Now, for the first time since the middle of the 20th century, the United States had been drawn into such a war. And as in March 1941, when President Franklin D. Roosevelt signed the original Lend-Lease Act, the United States did not enter the war directly. Just like then, the goal was to help victims of aggression. The Biden government was determined to eliminate Russia as a threat to peace not only in Ukraine but around the world, to ensure its defeat in the current war and to weaken it so that it could not fight any more wars if possible.
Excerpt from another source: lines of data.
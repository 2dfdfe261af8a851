//! Static catalog: tracks, categories, creators
//!
//! The catalog is read-only for the lifetime of the process. The built-in
//! data can be replaced wholesale by a JSON file with the same shape.

use std::path::Path;

use serde::{Deserialize, Serialize};

use crate::error::CatalogError;

#[derive(Clone, Debug, PartialEq, Serialize, Deserialize)]
#[serde(rename_all = "camelCase")]
pub struct Track {
    pub id: String,
    pub title: String,
    pub artist: String,
    /// Display label only, never tied to the simulated progress
    pub duration: String,
    pub category: String,
    pub image_url: String,
    #[serde(default, skip_serializing_if = "Option::is_none")]
    pub plays: Option<u64>,
    #[serde(default, skip_serializing_if = "Option::is_none")]
    pub likes: Option<String>,
}

#[derive(Clone, Debug, PartialEq, Serialize, Deserialize)]
#[serde(rename_all = "camelCase")]
pub struct Category {
    pub id: String,
    pub name: String,
    pub icon: String,
    pub track_count: u32,
    pub gradient: String,
}

/// Artist card on the search screen
#[derive(Clone, Debug, PartialEq, Serialize, Deserialize)]
#[serde(rename_all = "camelCase")]
pub struct Artist {
    pub id: String,
    pub name: String,
    pub image_url: String,
    #[serde(default, skip_serializing_if = "Option::is_none")]
    pub viewers: Option<String>,
    pub gradient: String,
}

#[derive(Clone, Debug, PartialEq, Serialize, Deserialize)]
#[serde(rename_all = "camelCase")]
pub struct CreatorProfile {
    pub id: String,
    pub name: String,
    pub image_url: String,
    #[serde(default, skip_serializing_if = "Option::is_none")]
    pub viewers: Option<String>,
    pub handle: String,
    pub bio: String,
    pub followers: String,
    pub following: String,
    pub gradient: String,
    #[serde(default)]
    pub tags: Vec<String>,
}

#[derive(Clone, Debug, PartialEq, Serialize, Deserialize)]
#[serde(rename_all = "camelCase")]
pub struct UserStats {
    pub days_active: u32,
    pub hours_listened: u32,
    pub streak: u32,
}

#[derive(Clone, Debug, PartialEq, Serialize, Deserialize)]
#[serde(rename_all = "camelCase")]
pub struct Catalog {
    pub categories: Vec<Category>,
    pub trending: Vec<Track>,
    #[serde(default)]
    pub playlist_tracks: Vec<Track>,
    #[serde(default)]
    pub creator_tracks: Vec<Track>,
    #[serde(default)]
    pub creators: Vec<CreatorProfile>,
    #[serde(default)]
    pub popular_searches: Vec<String>,
    #[serde(default)]
    pub search_categories: Vec<String>,
    #[serde(default)]
    pub suggested_artists: Vec<Artist>,
    pub user_stats: UserStats,
}

impl Catalog {
    pub fn from_json_file(path: &Path) -> Result<Self, CatalogError> {
        let raw = std::fs::read_to_string(path).map_err(|source| CatalogError::Read {
            path: path.to_path_buf(),
            source,
        })?;
        let catalog: Catalog = serde_json::from_str(&raw).map_err(|source| CatalogError::Parse {
            path: path.to_path_buf(),
            source,
        })?;
        if catalog.trending.is_empty() {
            return Err(CatalogError::Empty);
        }
        tracing::info!(
            path = %path.display(),
            categories = catalog.categories.len(),
            tracks = catalog.all_tracks().count(),
            "Loaded catalog from file"
        );
        Ok(catalog)
    }

    /// The hero track on the home screen
    pub fn featured(&self) -> Option<&Track> {
        self.trending.first()
    }

    pub fn category(&self, id: &str) -> Option<&Category> {
        self.categories.iter().find(|c| c.id == id)
    }

    pub fn creator(&self, id: &str) -> Option<&CreatorProfile> {
        self.creators.iter().find(|c| c.id == id)
    }

    /// Every track once, in catalog order
    pub fn all_tracks(&self) -> impl Iterator<Item = &Track> {
        let mut seen = std::collections::HashSet::new();
        self.trending
            .iter()
            .chain(&self.playlist_tracks)
            .chain(&self.creator_tracks)
            .filter(move |t| {
                let t: &Track = *t;
                seen.insert(t.id.as_str())
            })
    }

    /// Tracks credited to a creator. Creators with no credited tracks
    /// fall back to the generic creator library.
    pub fn tracks_for_creator(&self, id: &str) -> Vec<Track> {
        let matching: Vec<Track> = match self.creator(id) {
            Some(creator) => self
                .all_tracks()
                .filter(|t| t.artist.eq_ignore_ascii_case(&creator.name))
                .cloned()
                .collect(),
            None => Vec::new(),
        };
        if matching.is_empty() {
            self.creator_tracks.clone()
        } else {
            matching
        }
    }

    /// Tracks shown on a category's playlist screen. Categories with no
    /// matching tracks fall back to the generic playlist.
    pub fn tracks_for_category(&self, id: &str) -> Vec<Track> {
        let matching: Vec<Track> = match self.category(id) {
            Some(category) => self
                .all_tracks()
                .filter(|t| t.category.eq_ignore_ascii_case(&category.name))
                .cloned()
                .collect(),
            None => Vec::new(),
        };
        if matching.is_empty() {
            self.playlist_tracks.clone()
        } else {
            matching
        }
    }

    /// Case-insensitive search over title, artist and category, best match first
    pub fn search(&self, query: &str) -> Vec<Track> {
        let query = query.trim().to_lowercase();
        if query.is_empty() {
            return Vec::new();
        }

        let mut scored: Vec<(u8, &Track)> = self
            .all_tracks()
            .filter_map(|t| {
                let score = [&t.title, &t.artist, &t.category]
                    .iter()
                    .map(|field| match_score(&field.to_lowercase(), &query))
                    .max()
                    .unwrap_or(0);
                (score > 0).then_some((score, t))
            })
            .collect();

        // Stable sort keeps catalog order within a score
        scored.sort_by(|a, b| b.0.cmp(&a.0));
        scored.into_iter().map(|(_, t)| t.clone()).collect()
    }
}

fn match_score(field: &str, query: &str) -> u8 {
    if field == query {
        100
    } else if field.starts_with(query) {
        75
    } else if field.contains(query) {
        50
    } else {
        0
    }
}

fn track(id: &str, title: &str, artist: &str, duration: &str, category: &str, plays: Option<u64>) -> Track {
    Track {
        id: id.to_string(),
        title: title.to_string(),
        artist: artist.to_string(),
        duration: duration.to_string(),
        category: category.to_string(),
        image_url: format!("https://picsum.photos/400/400?random={}", id),
        plays,
        likes: None,
    }
}

fn artist(id: &str, name: &str, viewers: &str, gradient: &str) -> Artist {
    Artist {
        id: id.to_string(),
        name: name.to_string(),
        image_url: format!("https://i.pravatar.cc/150?u={}", id),
        viewers: Some(viewers.to_string()),
        gradient: gradient.to_string(),
    }
}

fn category(id: &str, name: &str, icon: &str, track_count: u32, gradient: &str) -> Category {
    Category {
        id: id.to_string(),
        name: name.to_string(),
        icon: icon.to_string(),
        track_count,
        gradient: gradient.to_string(),
    }
}

impl Default for Catalog {
    fn default() -> Self {
        let categories = vec![
            category("1", "Manifestation", "Sparkles", 124, "purple"),
            category("2", "Confidence", "Zap", 85, "amber"),
            category("3", "Focus", "Target", 200, "blue"),
            category("4", "Sleep", "Moon", 340, "indigo"),
            category("5", "Abundance", "Gem", 92, "emerald"),
            category("6", "Self-Love", "Heart", 150, "rose"),
        ];

        let trending = vec![
            track("t1", "Quantum Wealth Shift", "Sublyme Originals", "10:00", "Abundance", Some(12500)),
            track("t2", "Deep Sleep Delta", "Sleep Well", "45:00", "Sleep", Some(8900)),
            track("t3", "Instant Confidence", "Mind Power", "15:00", "Confidence", Some(15200)),
            track("t4", "Laser Focus 40Hz", "Brain Waves", "60:00", "Focus", Some(6700)),
        ];

        let playlist_tracks = vec![
            track("p1", "Velvet Echoes", "Nova Rae", "3:52", "Manifestation", None),
            track("p2", "Golden Hour Affirmations", "Nova Rae", "4:10", "Manifestation", None),
            track("p3", "Limitless Mind", "Sublyme Originals", "5:24", "Focus", None),
            track("p4", "Ocean of Calm", "Sleep Well", "8:00", "Sleep", None),
            track("p5", "Radiant Self", "Mind Power", "3:33", "Self-Love", None),
        ];

        let mut creator_tracks = vec![
            track("c1", "Money Magnet Pack", "Luna Vibes", "12:00", "Abundance", Some(4200)),
            track("c2", "Glow Up Blueprint", "Luna Vibes", "9:45", "Self-Love", Some(3900)),
            track("c3", "Unshakeable Aura", "Luna Vibes", "7:30", "Confidence", Some(2800)),
        ];
        for (t, likes) in creator_tracks.iter_mut().zip(["1.2k", "980", "640"]) {
            t.likes = Some(likes.to_string());
        }

        let creators = vec![
            CreatorProfile {
                id: "a1".to_string(),
                name: "Luna Vibes".to_string(),
                image_url: "https://i.pravatar.cc/150?u=luna".to_string(),
                viewers: Some("2.4k".to_string()),
                handle: "@lunavibes".to_string(),
                bio: "Subliminal producer. Layering intentions under lo-fi since 2019.".to_string(),
                followers: "48.2k".to_string(),
                following: "312".to_string(),
                gradient: "emerald".to_string(),
                tags: vec!["Abundance".to_string(), "Glow Up".to_string()],
            },
            CreatorProfile {
                id: "a2".to_string(),
                name: "Nova Rae".to_string(),
                image_url: "https://i.pravatar.cc/150?u=nova".to_string(),
                viewers: Some("870".to_string()),
                handle: "@novarae".to_string(),
                bio: "Dream-pop affirmations for night owls.".to_string(),
                followers: "12.9k".to_string(),
                following: "88".to_string(),
                gradient: "purple".to_string(),
                tags: vec!["Manifestation".to_string(), "Sleep".to_string()],
            },
        ];

        Self {
            categories,
            trending,
            playlist_tracks,
            creator_tracks,
            creators,
            popular_searches: vec![
                "Velvet Echoes".to_string(),
                "Deep Sleep".to_string(),
                "40Hz".to_string(),
                "Luna Vibes".to_string(),
            ],
            search_categories: vec![
                "Manifestation".to_string(),
                "Confidence".to_string(),
                "Focus".to_string(),
                "Sleep".to_string(),
            ],
            suggested_artists: vec![
                artist("s1", "Luna Vibes", "2.4k", "emerald"),
                artist("s2", "Nova Rae", "870", "purple"),
                artist("s3", "Sleep Well", "1.1k", "indigo"),
                artist("s4", "Mind Power", "640", "amber"),
            ],
            user_stats: UserStats {
                days_active: 42,
                hours_listened: 128,
                streak: 5,
            },
        }
    }
}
This was the leitmotif of the remarks of Secretary of Defense Lloyd Austin, who, together with Secretary of State Antony Blinken, paid a surprise visit to Kyiv on April 25. " We want to see Russia weakened to the degree that it can’t do the kinds of things that it has done in invading Ukraine.," Austin said the next day when he arrived in Poland from Kyiv. (3) He added, "We believe we can win," and then corrected himself: "they can win if they have the right equipment, the right support." (p. 320) [my emphasis]Apart from the question of whether the initial diplomatic and military response from the US was sensible in the circumstances, this was a public statement from the then-Secretary of Defense saying specifically that the US wanted to see Russia weakened. This was on its face a more ambitious goal than helping Ukraine repel the Russian invaders.
This is a factor that hasn’t gotten as much attention in the commentary as it probably should have. If the goal was to weaken Russia, then it could also be argued that a longer war with Russia would be more likely to increase the chances for that outcome than a shorter one. And a large part of the US foreign policy establishment assumed that financing and supporting the Afghan mujahadeen – we didn’t call them “Islamic terrorists” yet – was a brilliant success and probably even a major contributor to the fall of the Soviet Union.
If the Trump 2.0 regime continues to distance itself from supporting Ukraine, it’s possible that European foreign-policy makers may experience some of the same temptation. It may not make much practical difference. But it could also risk passing up come future ceasefire agreement that could minimize Ukraine’s losses and create a change for a more constructive peace in the future.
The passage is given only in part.